++++ Data extract ++++

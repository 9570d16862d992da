use crate::field::{FormField, Widget};

/// BoundField represents a consent form field paired with its current value
pub struct BoundField<'a> {
	field: &'a FormField,
	value: Option<&'a serde_json::Value>,
	prefix: &'a str,
}

impl<'a> BoundField<'a> {
	pub fn new(field: &'a FormField, value: Option<&'a serde_json::Value>, prefix: &'a str) -> Self {
		Self {
			field,
			value,
			prefix,
		}
	}

	pub fn name(&self) -> &str {
		self.field.name()
	}

	/// Get the HTML name attribute (with prefix)
	///
	/// # Examples
	///
	/// ```
	/// use cookie_consent_forms::{BoundField, Category, ChoiceField, FormField};
	///
	/// let field = FormField::from(ChoiceField::new(Category::new("marketing").unwrap(), false));
	///
	/// let bound = BoundField::new(&field, None, "");
	/// assert_eq!(bound.html_name(), "marketing");
	///
	/// let prefixed = BoundField::new(&field, None, "cookie_consent");
	/// assert_eq!(prefixed.html_name(), "cookie_consent-marketing");
	/// ```
	pub fn html_name(&self) -> String {
		if self.prefix.is_empty() {
			self.field.name().to_string()
		} else {
			format!("{}-{}", self.prefix, self.field.name())
		}
	}

	pub fn id_for_label(&self) -> String {
		format!("id_{}", self.html_name())
	}

	pub fn label(&self) -> Option<&str> {
		self.field.label()
	}

	pub fn value(&self) -> Option<&serde_json::Value> {
		self.value
	}

	pub fn widget(&self) -> &Widget {
		self.field.widget()
	}

	/// Whether the radio option with `choice` should render as checked
	pub fn is_checked(&self, choice: &str) -> bool {
		self.value.and_then(|v| v.as_str()) == Some(choice)
	}
}

#[cfg(test)]
mod tests {
	use super::*;
	use crate::action::SubmitAction;
	use crate::category::Category;
	use crate::field::{ChoiceField, SubmitField};

	#[test]
	fn test_bound_field_basic() {
		let field = FormField::from(ChoiceField::new(Category::new("analytics").unwrap(), true));
		let value = serde_json::json!("true");

		let bound = BoundField::new(&field, Some(&value), "");

		assert_eq!(bound.name(), "analytics");
		assert_eq!(bound.html_name(), "analytics");
		assert_eq!(bound.id_for_label(), "id_analytics");
		assert_eq!(bound.value(), Some(&value));
		assert!(bound.is_checked("true"));
		assert!(!bound.is_checked("false"));
	}

	#[test]
	fn test_bound_field_with_prefix() {
		let field = FormField::from(SubmitField::new(SubmitAction::UseAll));

		let bound = BoundField::new(&field, None, "cookie_consent");

		assert_eq!(bound.html_name(), "cookie_consent-use_all_cookies");
		assert_eq!(bound.id_for_label(), "id_cookie_consent-use_all_cookies");
		assert_eq!(bound.label(), Some("ch_cookie_consent.use_all_cookies"));
		assert!(matches!(bound.widget(), Widget::SubmitButton));
		assert!(!bound.is_checked("true"));
	}
}
//! 取缓存核心模块：按请求指纹合并在途请求、缓存最终结果并支持按订阅者取消。
//!
//! # Fetch Cache Module
//!
//! Deduplicating cache over an HTTP transport: concurrent interest in the
//! same request shares one network operation, settled results (successes and
//! failures alike) are cached until explicitly invalidated, and every caller
//! holds its own cancelable subscription.
//!
//! ## Key Components
//!
//! | Component | Description |
//! |-----------|-------------|
//! | [`FetchCache`] | Subscribe/cancel/abort/invalidate over the entry store |
//! | [`CacheConfig`] | TTL, entry bound and fingerprinting options |
//! | [`CacheStats`] | Hit/miss/coalesce/eviction counters |
//! | [`Fingerprint`] | Deterministic request identity used as cache key |
//! | [`FingerprintGenerator`] | Canonical hashing with salt and header allowlist |
//! | [`SubscriptionHandle`] | Caller-held token for one subscriber's interest |
//!
//! ## Entry lifecycle
//!
//! `absent → pending → {resolved, failed}`; terminal states are immutable
//! until [`FetchCache::invalidate`] returns the fingerprint to absent.
//! Canceling a subscriber never removes the entry, and aborting only tears
//! the operation down when no other subscriber remains.

mod entry;
mod key;
mod manager;

pub use entry::SubscriptionHandle;
pub use key::{Fingerprint, FingerprintGenerator};
pub use manager::{CacheConfig, CacheStats, FetchCache};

++++

== Work to complete ==
The answer must be a single number: how many lines in the records above contain the word "SubscriptionHandle".

== Response ==
2